==== Data for this task

//! Client-side messaging state: channels, message histories, presence and
//! typing, plus the staged UI intents (reply, edit, forward, selection).
//!
//! Every mutation is a short synchronous step. Durable writes happen outside
//! the store: operations are split into a `begin`/`prepare` phase that
//! validates (and, for sends, applies the optimistic entry) and a
//! `commit`/`apply` phase that takes the write outcome.

use std::collections::BTreeSet;

use chrono::{DateTime, Duration, Utc};

use super::{
    channel::{Channel, ChannelId},
    channel_directory::{unread_count, ChannelDirectory, LastMessageSnapshot},
    errors::ChatError,
    message::{Message, MessageId, MessageType, NewMessage, Reactions},
    message_cache::{MessageCache, ReconcileOutcome, UpsertOutcome},
    presence::PresenceTracker,
    typing::{typing_indicator, TypingRow, TypingSignal, TypingTracker},
    user::{PresenceRow, User},
};

#[derive(Debug, Clone, Copy, PartialEq, Eq)]
pub struct StoreSettings {
    pub typing_idle_window: Duration,
    pub typing_stale_after: Duration,
    pub supersede_window: Duration,
    /// Page size used when a channel history is (re)loaded.
    pub history_limit: usize,
}

impl Default for StoreSettings {
    fn default() -> Self {
        Self {
            typing_idle_window: Duration::seconds(2),
            typing_stale_after: Duration::seconds(5),
            supersede_window: Duration::seconds(60),
            history_limit: 50,
        }
    }
}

========

Task prompt ->
Without altering anything, print all of the data again.

Solution to this exercise ->
//! Client-side messaging state: channels, message histories, presence and
//! typing, plus the staged UI intents (reply, edit, forward, selection).
//!
//! Every mutation is a short synchronous step. Durable writes happen outside
//! the store: operations are split into a `begin`/`prepare` phase that
//! validates (and, for sends, applies the optimistic entry) and a
//! `commit`/`apply` phase that takes the write outcome.

use std::collections::BTreeSet;

use chrono::{DateTime, Duration, Utc};

use super::{
    channel::{Channel, ChannelId},
    channel_directory::{unread_count, ChannelDirectory, LastMessageSnapshot},
    errors::ChatError,
    message::{Message, MessageId, MessageType, NewMessage, Reactions},
    message_cache::{MessageCache, ReconcileOutcome, UpsertOutcome},
    presence::PresenceTracker,
    typing::{typing_indicator, TypingRow, TypingSignal, TypingTracker},
    user::{PresenceRow, User},
};

#[derive(Debug, Clone, Copy, PartialEq, Eq)]
pub struct StoreSettings {
    pub typing_idle_window: Duration,
    pub typing_stale_after: Duration,
    pub supersede_window: Duration,
    /// Page size used when a channel history is (re)loaded.
    pub history_limit: usize,
}

impl Default for StoreSettings {
    fn default() -> Self {
        Self {
            typing_idle_window: Duration::seconds(2),
            typing_stale_after: Duration::seconds(5),
            supersede_window: Duration::seconds(60),
            history_limit: 50,
        }
    }
}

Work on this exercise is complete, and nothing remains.